I had a lot of fun with Twitter back then. Here is a video I produced reflecting the fun I had: Twitter Kids
Is Twitter Really Damaged, or is it Just Me?
It was easy for me, at first, to question whether I had just become less useful or interesting. I ruled this out, because all of my other networks and my blog were still doing fine. Perhaps I have become less interactive with Twitter, but that was actually more of a reaction than the cause. I slowed my use of Twitter as a conversation and networking tool when it started looking more like just another link sharing network.
I questioned whether it was just me who noticed a lot less interaction on Twitter, but I can definitively answer that this was not the case. There was a collective damage by many users, and there was actually a defining moment when Twitter started going down hill for me, and for a lot of others. Ironically, it was right about the time I launched the book “Twitter for Business: Twitter for Friends” which so many of my Twitter friends urged me to write.
I still find usefulness to Twitter for it’s search functions and for communicating with a few friends. I like Twitter, I really do, but where I have noted troubles with Twitter is in the number of people who took their follower count too seriously and it became a shouting contest where millions of people tried to get their 15 minutes of fame or to sell their goods and services.
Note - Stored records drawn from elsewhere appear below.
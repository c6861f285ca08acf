//! Learns placement patterns from user decisions.
//!
//! Pattern lifecycle:
//!
//! ```text
//! manual placement ──► new positive pattern (1 occurrence)
//!        │                   │ same extension + location + destination
//!        ▼                   ▼
//!   reinforce: occurrences += 1, temporal sample recorded
//!
//! suggestion rejected ──► rejections += 1, confidence recomputed
//! rule suggestion rejected N times ──► negative pattern suppressing the rule
//! ```

use chrono::{DateTime, Utc};
use std::collections::HashMap;
use uuid::Uuid;

use super::pattern::{LearnedPattern, TemporalContext};
use crate::config::PatternPolicy;
use crate::models::{Destination, FileView};
use crate::rules::Condition;

/// What a learning call changed
#[derive(Debug, Clone, Copy, PartialEq, Eq)]
pub enum LearningOutcome {
    Created(Uuid),
    Reinforced(Uuid),
    Weakened(Uuid),
    Unchanged,
}

/// Maintains the learned pattern set
#[derive(Debug, Clone, Default)]
pub struct PatternLearner {
    policy: PatternPolicy,
    patterns: Vec<LearnedPattern>,
    /// (rule id, conditions key) -> rejection count, until a negative pattern exists
    pending_rule_rejections: HashMap<(Uuid, Vec<Condition>), u32>,
}

impl PatternLearner {
    pub fn new(policy: PatternPolicy, patterns: Vec<LearnedPattern>) -> Self {
        Self {
            policy,
            patterns,
            pending_rule_rejections: HashMap::new(),
        }
    }

    pub fn patterns(&self) -> &[LearnedPattern] {
        &self.patterns
    }

    pub fn into_patterns(self) -> Vec<LearnedPattern> {
        self.patterns
    }

    /// Conditions a placement of this file is generalized to
    fn signature<F: FileView + ?Sized>(file: &F) -> Vec<Condition> {
        let mut conditions = Vec::with_capacity(2);
        if let Some(ext) = file.extension() {
            conditions.push(Condition::extension(ext));
        } else {
            conditions.push(Condition::kind(file.kind()));
        }
        if !file.source_location().is_empty() {
            conditions.push(Condition::source_location(&file.source_location().to_lowercase()));
        }
        conditions
    }

    fn find_mut(
        &mut self,
        conditions: &[Condition],
        destination: &Destination,
        negative: bool,
    ) -> Option<&mut LearnedPattern> {
        self.patterns.iter_mut().find(|p| {
            p.is_negative == negative && p.destination == *destination && p.conditions == conditions
        })
    }

    /// The user placed `file` into `destination` by hand
    pub fn record_placement<F: FileView + ?Sized>(
        &mut self,
        file: &F,
        destination: &Destination,
        at: DateTime<Utc>,
    ) -> LearningOutcome {
        let conditions = Self::signature(file);
        let max_samples = self.policy.max_temporal_samples;
        let context = TemporalContext::at(at);

        if let Some(pattern) = self.find_mut(&conditions, destination, false) {
            pattern.occurrence_count += 1;
            pattern.last_seen_at = at;
            pattern.recompute_confidence();
            pattern.push_temporal_sample(context, max_samples);
            tracing::debug!(
                pattern = %pattern.id,
                occurrences = pattern.occurrence_count,
                "[PatternLearner] Reinforced pattern"
            );
            return LearningOutcome::Reinforced(pattern.id);
        }

        let mut pattern = LearnedPattern::new(conditions, destination.clone());
        pattern.created_at = at;
        pattern.last_seen_at = at;
        pattern.push_temporal_sample(context, max_samples);
        let id = pattern.id;
        tracing::debug!(pattern = %id, destination = destination.display_name(), "[PatternLearner] New pattern");
        self.patterns.push(pattern);
        LearningOutcome::Created(id)
    }

    /// The user rejected a suggestion that came from `pattern_id`
    pub fn record_rejection(&mut self, pattern_id: Uuid) -> LearningOutcome {
        match self.patterns.iter_mut().find(|p| p.id == pattern_id) {
            Some(pattern) => {
                pattern.rejection_count += 1;
                pattern.recompute_confidence();
                LearningOutcome::Weakened(pattern.id)
            }
            None => LearningOutcome::Unchanged,
        }
    }

    /// The user rejected a rule's suggestion for `file`.
    ///
    /// After `negative_after_rejections` rejections for similar files, a
    /// negative pattern suppressing the rule is created (or extended).
    pub fn record_rule_rejection<F: FileView + ?Sized>(
        &mut self,
        rule_id: Uuid,
        file: &F,
        destination: &Destination,
        at: DateTime<Utc>,
    ) -> LearningOutcome {
        let conditions = Self::signature(file);

        if let Some(existing) = self.find_mut(&conditions, destination, true) {
            existing.rejection_count += 1;
            existing.last_seen_at = at;
            if !existing.suppressed_rule_ids.contains(&rule_id) {
                existing.suppressed_rule_ids.push(rule_id);
            }
            return LearningOutcome::Reinforced(existing.id);
        }

        let key = (rule_id, conditions.clone());
        let count = self.pending_rule_rejections.entry(key.clone()).or_insert(0);
        *count += 1;
        if *count < self.policy.negative_after_rejections {
            return LearningOutcome::Unchanged;
        }
        self.pending_rule_rejections.remove(&key);

        let mut pattern = LearnedPattern::negative(conditions, destination.clone())
            .with_counts(0, self.policy.negative_after_rejections)
            .suppressing_rule(rule_id);
        pattern.created_at = at;
        pattern.last_seen_at = at;
        let id = pattern.id;
        tracing::info!(rule = %rule_id, pattern = %id, "[PatternLearner] Rule suppressed for similar files");
        self.patterns.push(pattern);
        LearningOutcome::Created(id)
    }
}

#[cfg(test)]
mod tests {
    use super::*;
    use crate::models::OrganizedFile;
    use crate::patterns::PatternMatcher;

    fn file(name: &str) -> OrganizedFile {
        OrganizedFile::new(format!("/Users/me/Downloads/{}", name), 10)
            .unwrap()
            .with_source_location("Downloads")
    }

    fn docs() -> Destination {
        Destination::folder("docs", "Documents")
    }

    #[test]
    fn test_repeated_placements_become_suggestible() {
        let mut learner = PatternLearner::default();
        let matcher = PatternMatcher::default();
        let now = Utc::now();

        let first = learner.record_placement(&file("a.pdf"), &docs(), now);
        assert!(matches!(first, LearningOutcome::Created(_)));
        assert!(matcher.evaluate(&file("z.pdf"), learner.patterns(), now).is_none());

        learner.record_placement(&file("b.PDF"), &docs(), now);
        let third = learner.record_placement(&file("c.pdf"), &docs(), now);
        assert!(matches!(third, LearningOutcome::Reinforced(_)));
        assert_eq!(learner.patterns().len(), 1);
        assert_eq!(learner.patterns()[0].occurrence_count, 3);
        assert_eq!(learner.patterns()[0].temporal_contexts.len(), 3);

        let verdict = matcher.evaluate(&file("z.pdf"), learner.patterns(), now).unwrap();
        assert_eq!(verdict.destination, docs());
    }

    #[test]
    fn test_rejections_lower_confidence() {
        let mut learner = PatternLearner::default();
        let now = Utc::now();
        for name in ["a.pdf", "b.pdf", "c.pdf"] {
            learner.record_placement(&file(name), &docs(), now);
        }
        let id = learner.patterns()[0].id;

        assert_eq!(learner.record_rejection(id), LearningOutcome::Weakened(id));
        assert_eq!(learner.patterns()[0].confidence, 0.75);
        assert_eq!(learner.record_rejection(Uuid::new_v4()), LearningOutcome::Unchanged);
    }

    #[test]
    fn test_rule_rejections_create_negative_pattern() {
        let mut learner = PatternLearner::default();
        let matcher = PatternMatcher::default();
        let rule_id = Uuid::new_v4();
        let now = Utc::now();

        assert_eq!(
            learner.record_rule_rejection(rule_id, &file("a.pdf"), &docs(), now),
            LearningOutcome::Unchanged
        );
        learner.record_rule_rejection(rule_id, &file("b.pdf"), &docs(), now);
        let created = learner.record_rule_rejection(rule_id, &file("c.pdf"), &docs(), now);
        assert!(matches!(created, LearningOutcome::Created(_)));

        let suppressed = matcher.suppressed_rules(&file("d.pdf"), learner.patterns(), now);
        assert!(suppressed.contains(&rule_id));

        let again = learner.record_rule_rejection(rule_id, &file("e.pdf"), &docs(), now);
        assert!(matches!(again, LearningOutcome::Reinforced(_)));
        assert_eq!(learner.patterns().len(), 1);
    }
}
It started to look like a huge business opportunity to millions of people.
Collective Benefit of Reviving Twitter
The question of whether Twitter is worth “reviving” is a matter that is up to each of us to answer. We each use Twitter in our own ways, and we each see different results. A revival of Twitter is something that we each do on an individual basis, and it largely affects only our own experience with the service.
At the same time, I still hold some belief that if enough people took the initiative, there would also be a collective benefit. It took a collective effort to cause the damage and subsequent loss of interest in many people. Similarly, doesn’t it seem possible that there could be a collective repair and restoration of people’s interest if we reversed some of the damage?
I think there can still be a lot of great conversations and relationships built, but it will take effort. It will likely require close attention to follower/following connections, and making lists to manage all the information.
The days of massive website traffic and huge allure to inexperienced and shotgun-blast marketers has dwindled. The allure to spammers is still there, but it seems less pervasive because they realized it is no longer the goldmine they hoped for. The useless garbage is easier than ever to filter out if you make the effort.
Perhaps now if people will concern themselves less with unrealistic popularity and inflated numbers, and more with purposeful popularity within a core group of interesting people, Twitter can still be a great networking tool. That is, if we can bring back some of the interest of those great people who just became bored, irritated, and deaf from the static.
Well, what are your thoughts? Don’t be shy!